Historic house in Tennessee, United States

Knollwood is an antebellum historic house at 6411 Kingston Pike in Knoxville, Tennessee, United States. It is also known as Knollwood Hall, Major Reynolds House, the Tucker Mansion and Bearden Hill. The home is listed on the National Register of Historic Places.

The home and plantation were developed on land purchased from James White, the founder of Knoxville. Construction was supervised by Major Robert Reynolds' sister, Rebecca, while he was serving in the Mexican–American War. The house was completed in 1851. The home was originally built in the Federal style, but neoclassical details were added in the late 19th century. A later owner, Charles W. Griffith, added the distinctive front porch in 1919.

Confederate General James Longstreet used the home as his headquarters in late 1863; he is reputed to have planned the Battle of Fort Sanders, part of the Knoxville Campaign, in the dining room.

Knollwood was one of several antebellum plantations located along Kingston Pike in what was then western Knox County. Others included the Baker Peters House, Armstrong-Lockett House (Crescent Bend), Bleak House, and the Mabry Hood House (now demolished). Architecturally, Knollwood has a more significant presence than the Baker Peters House and Mabry Hood House.
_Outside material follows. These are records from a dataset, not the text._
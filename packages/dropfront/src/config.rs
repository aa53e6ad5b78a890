//! Storefront configuration.

use serde::Deserialize;

/// Configuration for the storefront service.
///
/// Loaded once at startup (`dropfront.toml`, then `DROPFRONT_*` env vars) and
/// shared by reference with every request.
#[derive(Debug, Clone, Deserialize)]
pub struct Config {
    #[serde(default = "defaults::rpc_url")]
    pub rpc_url: String,

    #[serde(default = "defaults::fallback_rpc_url")]
    pub fallback_rpc_url: String,

    #[serde(default = "defaults::bind_address")]
    pub bind_address: String,

    /// Collection used when the page URL carries no `contract`.
    #[serde(default)]
    pub default_contract: Option<String>,

    #[serde(default)]
    pub default_primary_color: Option<String>,

    #[serde(default)]
    pub default_theme: Option<String>,

    /// Contract receiving `mint(address,uint256)`. Empty = the page contract.
    #[serde(default = "defaults::mint_contract")]
    pub mint_contract: String,

    /// Contract whose `totalSupply()` feeds the minted counter.
    #[serde(default = "defaults::mint_contract")]
    pub total_supply_contract: String,

    /// Fixed collection size shown next to the minted counter.
    #[serde(default = "defaults::total_supply_cap")]
    pub total_supply_cap: u64,

    /// Native price per token in ether. Unset = the active claim condition's price.
    #[serde(default)]
    pub mint_unit_price: Option<String>,

    /// Account that sends mint transactions. Unset = the minting wallet.
    #[serde(default)]
    pub sender_account: Option<String>,

    /// Key required on `POST /mint` (`X-Api-Key` or `Authorization: Bearer`).
    /// Mandatory when `sender_account` is set.
    #[serde(default)]
    pub api_key: Option<String>,

    #[serde(default = "defaults::checkout_url")]
    pub checkout_url: String,

    /// Transaction link prefix for success notifications.
    #[serde(default = "defaults::explorer_tx_url")]
    pub explorer_tx_url: String,

    #[serde(default = "defaults::asset_description")]
    pub asset_description: String,

    #[serde(default = "defaults::heading_image")]
    pub heading_image: String,

    /// Claim-state snapshot document consumed by the query layer.
    #[serde(default = "defaults::snapshot_path")]
    pub snapshot_path: String,

    #[serde(default = "defaults::poll_interval_secs")]
    pub poll_interval_secs: u64,

    /// Reads stop being polled after this long without a request.
    #[serde(default = "defaults::key_idle_secs")]
    pub key_idle_secs: u64,

    /// Upper bound on polled reads; the least recently used is dropped first.
    #[serde(default = "defaults::max_tracked_reads")]
    pub max_tracked_reads: usize,

    /// How long a page request waits for reads it has never seen before.
    #[serde(default = "defaults::first_read_timeout_ms")]
    pub first_read_timeout_ms: u64,

    #[serde(default = "defaults::receipt_timeout_secs")]
    pub receipt_timeout_secs: u64,
}

impl Config {
    /// Non-empty mint API key, if one is configured.
    pub fn mint_api_key(&self) -> Option<&str> {
        self.api_key.as_deref().map(str::trim).filter(|k| !k.is_empty())
    }

    /// A shared sender account pays for every mint, so it must not be
    /// reachable without a key.
    pub fn validate(&self) -> Result<(), crate::Error> {
        let has_sender = self
            .sender_account
            .as_deref()
            .is_some_and(|s| !s.trim().is_empty());
        if has_sender && self.mint_api_key().is_none() {
            return Err(crate::Error::Config(
                "api_key is required when sender_account is set".into(),
            ));
        }
        Ok(())
    }
}

impl Default for Config {
    fn default() -> Self {
        Self {
            rpc_url: defaults::rpc_url(),
            fallback_rpc_url: defaults::fallback_rpc_url(),
            bind_address: defaults::bind_address(),
            default_contract: None,
            default_primary_color: None,
            default_theme: None,
            mint_contract: defaults::mint_contract(),
            total_supply_contract: defaults::mint_contract(),
            total_supply_cap: defaults::total_supply_cap(),
            mint_unit_price: None,
            sender_account: None,
            api_key: None,
            checkout_url: defaults::checkout_url(),
            explorer_tx_url: defaults::explorer_tx_url(),
            asset_description: defaults::asset_description(),
            heading_image: defaults::heading_image(),
            snapshot_path: defaults::snapshot_path(),
            poll_interval_secs: defaults::poll_interval_secs(),
            key_idle_secs: defaults::key_idle_secs(),
            max_tracked_reads: defaults::max_tracked_reads(),
            first_read_timeout_ms: defaults::first_read_timeout_ms(),
            receipt_timeout_secs: defaults::receipt_timeout_secs(),
        }
    }
}

mod defaults {
    pub fn rpc_url() -> String {
        if let Ok(url) = std::env::var("DROPFRONT_RPC_URL") {
            if !url.is_empty() {
                return url;
            }
        }
        "https://ethereum-rpc.publicnode.com".into()
    }

    pub fn fallback_rpc_url() -> String {
        "https://cloudflare-eth.com".into()
    }

    pub fn bind_address() -> String {
        "0.0.0.0:3050".into()
    }

    pub fn mint_contract() -> String {
        "0x5f8eD33d9eC6B28DAafa9A1f9faDff3D9f94e5fB".into()
    }

    pub fn total_supply_cap() -> u64 {
        1998
    }

    pub fn checkout_url() -> String {
        "https://withpaper.com/checkout/a7f941f2-0cc7-480e-8438-c5657f2275ef".into()
    }

    pub fn explorer_tx_url() -> String {
        "https://etherscan.io/tx/".into()
    }

    pub fn asset_description() -> String {
        "1 Crypto Homie Genesis and 3 Crypto Homies Commons have been transferred to your wallet!"
            .into()
    }

    pub fn heading_image() -> String {
        "https://bafybeifrdu43ddcecl5a4ipjrkrpfrperstxcpiuoicucxffp3l76ry7qy.gateway.ipfscdn.io/chg.gif"
            .into()
    }

    pub fn snapshot_path() -> String {
        "./drop_snapshot.json".into()
    }

    pub fn poll_interval_secs() -> u64 {
        15
    }

    pub fn key_idle_secs() -> u64 {
        300
    }

    pub fn max_tracked_reads() -> usize {
        crate::cache::DEFAULT_MAX_TRACKED
    }

    pub fn first_read_timeout_ms() -> u64 {
        2000
    }

    pub fn receipt_timeout_secs() -> u64 {
        60
    }
}

#[cfg(test)]
mod tests {
    use super::*;

    #[test]
    fn test_partial_source_fills_defaults() {
        let config: Config = config::Config::builder()
            .set_override("default_contract", "0x0000000000000000000000000000000000000001")
            .unwrap()
            .set_override("poll_interval_secs", 5)
            .unwrap()
            .build()
            .unwrap()
            .try_deserialize()
            .unwrap();
        assert_eq!(config.poll_interval_secs, 5);
        assert_eq!(config.total_supply_cap, 1998);
        assert_eq!(config.mint_contract, config.total_supply_contract);
        assert!(config.mint_unit_price.is_none());
        assert_eq!(
            config.default_contract.as_deref(),
            Some("0x0000000000000000000000000000000000000001")
        );
        assert_eq!(config.max_tracked_reads, crate::cache::DEFAULT_MAX_TRACKED);
    }

    #[test]
    fn test_sender_account_requires_api_key() {
        let config = Config {
            sender_account: Some("0x0000000000000000000000000000000000000001".into()),
            ..Config::default()
        };
        assert!(config.validate().is_err());

        let config = Config {
            api_key: Some("  ".into()),
            ..config
        };
        assert!(config.validate().is_err());

        let config = Config {
            api_key: Some("secret".into()),
            ..config
        };
        assert!(config.validate().is_ok());
        assert_eq!(config.mint_api_key(), Some("secret"));
        assert!(Config::default().validate().is_ok());
    }
}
The Harvey Tucker family, wealthy Knoxvillians involved in the hospitality industry (i.e., Quality Courts, now part of Choice Hotels, Inc.), owned the house in the mid-to-late 20th century. Through the era when the Tucker family lived at Knollwood, the sweeping front lawn remained undeveloped. The house was known informally as the Tucker Mansion in this era. The plantation itself and the front lawn no longer exist, due to surrounding development. The mansion, itself, survives and has been renovated, but it now serves as the headquarters for Schaad Companies. It is not open to the public, but has been used by Knox Heritage for a social event.